Task input:
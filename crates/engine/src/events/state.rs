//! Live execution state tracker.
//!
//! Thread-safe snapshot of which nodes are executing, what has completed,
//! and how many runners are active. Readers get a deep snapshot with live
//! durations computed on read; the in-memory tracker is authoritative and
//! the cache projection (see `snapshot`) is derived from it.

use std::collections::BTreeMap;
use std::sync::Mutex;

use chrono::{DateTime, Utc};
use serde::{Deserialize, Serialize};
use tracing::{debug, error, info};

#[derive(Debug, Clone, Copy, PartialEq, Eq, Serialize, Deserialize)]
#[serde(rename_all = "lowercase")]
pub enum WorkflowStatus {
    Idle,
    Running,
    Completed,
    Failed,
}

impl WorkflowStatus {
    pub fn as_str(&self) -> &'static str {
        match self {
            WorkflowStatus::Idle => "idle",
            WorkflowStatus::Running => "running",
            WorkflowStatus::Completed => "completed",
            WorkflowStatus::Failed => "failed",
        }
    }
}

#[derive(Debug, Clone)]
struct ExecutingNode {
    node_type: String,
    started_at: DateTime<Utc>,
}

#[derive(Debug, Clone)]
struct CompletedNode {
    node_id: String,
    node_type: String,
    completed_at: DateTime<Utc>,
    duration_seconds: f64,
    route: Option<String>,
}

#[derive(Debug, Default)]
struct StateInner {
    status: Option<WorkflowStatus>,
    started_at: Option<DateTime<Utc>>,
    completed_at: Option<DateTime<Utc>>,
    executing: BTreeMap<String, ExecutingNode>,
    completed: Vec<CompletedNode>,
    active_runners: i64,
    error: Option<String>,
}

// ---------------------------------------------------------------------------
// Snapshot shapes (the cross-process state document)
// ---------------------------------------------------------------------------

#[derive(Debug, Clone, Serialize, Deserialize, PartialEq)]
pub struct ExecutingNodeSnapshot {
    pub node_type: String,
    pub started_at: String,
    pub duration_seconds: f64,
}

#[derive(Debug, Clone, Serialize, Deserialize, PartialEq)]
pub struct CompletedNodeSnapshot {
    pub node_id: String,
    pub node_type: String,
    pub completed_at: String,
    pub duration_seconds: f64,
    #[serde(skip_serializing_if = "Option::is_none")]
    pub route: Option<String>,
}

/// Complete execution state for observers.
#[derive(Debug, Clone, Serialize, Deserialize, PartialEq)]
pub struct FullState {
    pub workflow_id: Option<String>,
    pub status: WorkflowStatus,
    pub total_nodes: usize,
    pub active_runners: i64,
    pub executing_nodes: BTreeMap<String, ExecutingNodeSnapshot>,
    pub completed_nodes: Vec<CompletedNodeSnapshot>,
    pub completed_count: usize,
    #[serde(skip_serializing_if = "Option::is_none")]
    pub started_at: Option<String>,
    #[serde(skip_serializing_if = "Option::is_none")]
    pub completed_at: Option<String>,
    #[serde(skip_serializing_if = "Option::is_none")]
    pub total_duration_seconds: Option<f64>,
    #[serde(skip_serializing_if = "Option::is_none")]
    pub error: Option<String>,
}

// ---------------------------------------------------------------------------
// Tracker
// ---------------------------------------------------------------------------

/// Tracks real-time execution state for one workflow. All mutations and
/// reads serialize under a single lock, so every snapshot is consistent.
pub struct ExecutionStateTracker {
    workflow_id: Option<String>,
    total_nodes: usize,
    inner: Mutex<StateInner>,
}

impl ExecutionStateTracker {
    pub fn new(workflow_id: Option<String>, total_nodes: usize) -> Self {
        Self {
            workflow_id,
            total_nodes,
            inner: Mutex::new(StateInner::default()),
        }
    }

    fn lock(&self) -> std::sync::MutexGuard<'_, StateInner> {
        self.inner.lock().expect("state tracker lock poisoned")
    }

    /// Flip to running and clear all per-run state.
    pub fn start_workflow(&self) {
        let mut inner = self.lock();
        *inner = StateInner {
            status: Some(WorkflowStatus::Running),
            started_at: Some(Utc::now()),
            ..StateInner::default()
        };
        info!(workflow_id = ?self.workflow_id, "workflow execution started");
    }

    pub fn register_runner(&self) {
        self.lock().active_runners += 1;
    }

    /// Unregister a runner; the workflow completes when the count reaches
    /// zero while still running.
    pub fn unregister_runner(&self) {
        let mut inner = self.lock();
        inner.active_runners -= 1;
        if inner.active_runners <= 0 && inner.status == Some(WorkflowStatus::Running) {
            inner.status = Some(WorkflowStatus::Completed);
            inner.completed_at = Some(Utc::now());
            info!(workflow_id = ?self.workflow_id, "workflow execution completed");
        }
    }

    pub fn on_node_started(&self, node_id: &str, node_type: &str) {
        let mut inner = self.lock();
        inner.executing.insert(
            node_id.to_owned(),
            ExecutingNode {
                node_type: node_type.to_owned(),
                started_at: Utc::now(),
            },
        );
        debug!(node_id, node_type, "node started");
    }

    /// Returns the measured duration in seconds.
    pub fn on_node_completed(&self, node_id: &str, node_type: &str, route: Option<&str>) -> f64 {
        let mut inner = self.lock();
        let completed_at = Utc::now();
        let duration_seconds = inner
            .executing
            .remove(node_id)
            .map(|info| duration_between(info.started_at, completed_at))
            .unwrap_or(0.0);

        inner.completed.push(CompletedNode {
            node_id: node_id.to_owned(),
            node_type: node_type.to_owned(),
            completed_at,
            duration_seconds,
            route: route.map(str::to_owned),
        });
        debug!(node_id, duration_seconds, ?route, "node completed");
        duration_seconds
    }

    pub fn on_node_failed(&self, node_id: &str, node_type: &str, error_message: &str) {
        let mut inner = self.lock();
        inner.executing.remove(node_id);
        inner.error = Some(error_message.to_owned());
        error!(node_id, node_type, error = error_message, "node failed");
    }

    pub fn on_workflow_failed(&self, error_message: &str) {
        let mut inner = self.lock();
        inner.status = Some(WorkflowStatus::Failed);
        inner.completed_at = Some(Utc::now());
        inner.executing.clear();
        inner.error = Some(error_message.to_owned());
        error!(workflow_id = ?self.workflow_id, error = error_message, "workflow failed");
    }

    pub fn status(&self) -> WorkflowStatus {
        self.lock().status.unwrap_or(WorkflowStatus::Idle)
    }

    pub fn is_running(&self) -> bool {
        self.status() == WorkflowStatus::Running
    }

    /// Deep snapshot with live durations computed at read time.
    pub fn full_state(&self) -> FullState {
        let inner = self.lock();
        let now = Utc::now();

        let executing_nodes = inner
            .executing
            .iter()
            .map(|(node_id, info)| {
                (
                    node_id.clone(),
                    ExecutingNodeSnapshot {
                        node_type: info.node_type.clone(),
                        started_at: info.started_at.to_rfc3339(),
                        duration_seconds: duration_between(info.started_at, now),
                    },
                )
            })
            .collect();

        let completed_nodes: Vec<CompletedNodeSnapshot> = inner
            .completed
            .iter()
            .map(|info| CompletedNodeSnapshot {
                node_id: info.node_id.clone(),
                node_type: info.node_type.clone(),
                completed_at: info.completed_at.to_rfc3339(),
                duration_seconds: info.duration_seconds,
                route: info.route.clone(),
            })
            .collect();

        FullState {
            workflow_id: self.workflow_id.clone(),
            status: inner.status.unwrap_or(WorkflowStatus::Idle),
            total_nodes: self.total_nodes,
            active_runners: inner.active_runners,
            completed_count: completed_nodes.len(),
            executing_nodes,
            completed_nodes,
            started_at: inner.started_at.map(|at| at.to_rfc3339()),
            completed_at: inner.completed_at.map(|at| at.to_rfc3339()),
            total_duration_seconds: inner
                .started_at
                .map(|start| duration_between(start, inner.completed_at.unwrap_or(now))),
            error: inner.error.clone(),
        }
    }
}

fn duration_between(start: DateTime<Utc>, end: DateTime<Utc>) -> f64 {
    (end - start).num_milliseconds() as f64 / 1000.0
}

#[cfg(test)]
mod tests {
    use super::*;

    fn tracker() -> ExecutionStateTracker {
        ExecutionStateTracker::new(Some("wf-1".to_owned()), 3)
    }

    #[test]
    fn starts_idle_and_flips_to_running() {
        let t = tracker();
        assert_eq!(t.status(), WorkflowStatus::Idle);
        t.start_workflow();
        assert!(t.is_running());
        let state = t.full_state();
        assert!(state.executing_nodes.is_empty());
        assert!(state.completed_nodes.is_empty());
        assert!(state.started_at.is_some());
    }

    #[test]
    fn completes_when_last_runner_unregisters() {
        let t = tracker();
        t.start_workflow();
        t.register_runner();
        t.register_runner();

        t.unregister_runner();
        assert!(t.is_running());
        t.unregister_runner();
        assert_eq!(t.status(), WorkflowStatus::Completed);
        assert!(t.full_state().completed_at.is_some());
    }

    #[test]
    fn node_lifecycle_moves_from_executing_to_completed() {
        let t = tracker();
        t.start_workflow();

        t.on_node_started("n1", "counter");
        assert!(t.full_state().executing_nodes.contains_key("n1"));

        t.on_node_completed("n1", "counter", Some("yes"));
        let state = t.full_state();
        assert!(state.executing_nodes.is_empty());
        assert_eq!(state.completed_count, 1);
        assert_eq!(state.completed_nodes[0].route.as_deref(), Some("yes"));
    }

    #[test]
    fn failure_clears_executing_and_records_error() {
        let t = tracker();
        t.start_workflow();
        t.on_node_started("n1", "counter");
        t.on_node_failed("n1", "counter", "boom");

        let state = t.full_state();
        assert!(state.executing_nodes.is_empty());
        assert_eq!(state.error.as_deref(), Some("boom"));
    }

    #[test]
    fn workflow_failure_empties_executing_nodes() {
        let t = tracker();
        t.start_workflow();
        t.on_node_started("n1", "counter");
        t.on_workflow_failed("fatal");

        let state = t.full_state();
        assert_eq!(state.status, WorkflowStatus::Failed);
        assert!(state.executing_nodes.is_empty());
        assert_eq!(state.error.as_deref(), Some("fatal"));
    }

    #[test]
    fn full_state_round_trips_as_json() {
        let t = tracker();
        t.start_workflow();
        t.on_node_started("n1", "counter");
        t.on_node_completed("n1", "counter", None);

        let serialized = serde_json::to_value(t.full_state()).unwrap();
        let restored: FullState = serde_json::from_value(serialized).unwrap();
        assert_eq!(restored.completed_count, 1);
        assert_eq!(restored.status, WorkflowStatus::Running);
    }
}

Required work:
Give the lines again, exactly as they stand, from the beginning of the data through the line with "pub enum WorkflowStatus".

Task solution:
filename crates/engine/src/events/state.rs
//! Live execution state tracker.
//!
//! Thread-safe snapshot of which nodes are executing, what has completed,
//! and how many runners are active. Readers get a deep snapshot with live
//! durations computed on read; the in-memory tracker is authoritative and
//! the cache projection (see `snapshot`) is derived from it.

use std::collections::BTreeMap;
use std::sync::Mutex;

use chrono::{DateTime, Utc};
use serde::{Deserialize, Serialize};
use tracing::{debug, error, info};

#[derive(Debug, Clone, Copy, PartialEq, Eq, Serialize, Deserialize)]
#[serde(rename_all = "lowercase")]
pub enum WorkflowStatus {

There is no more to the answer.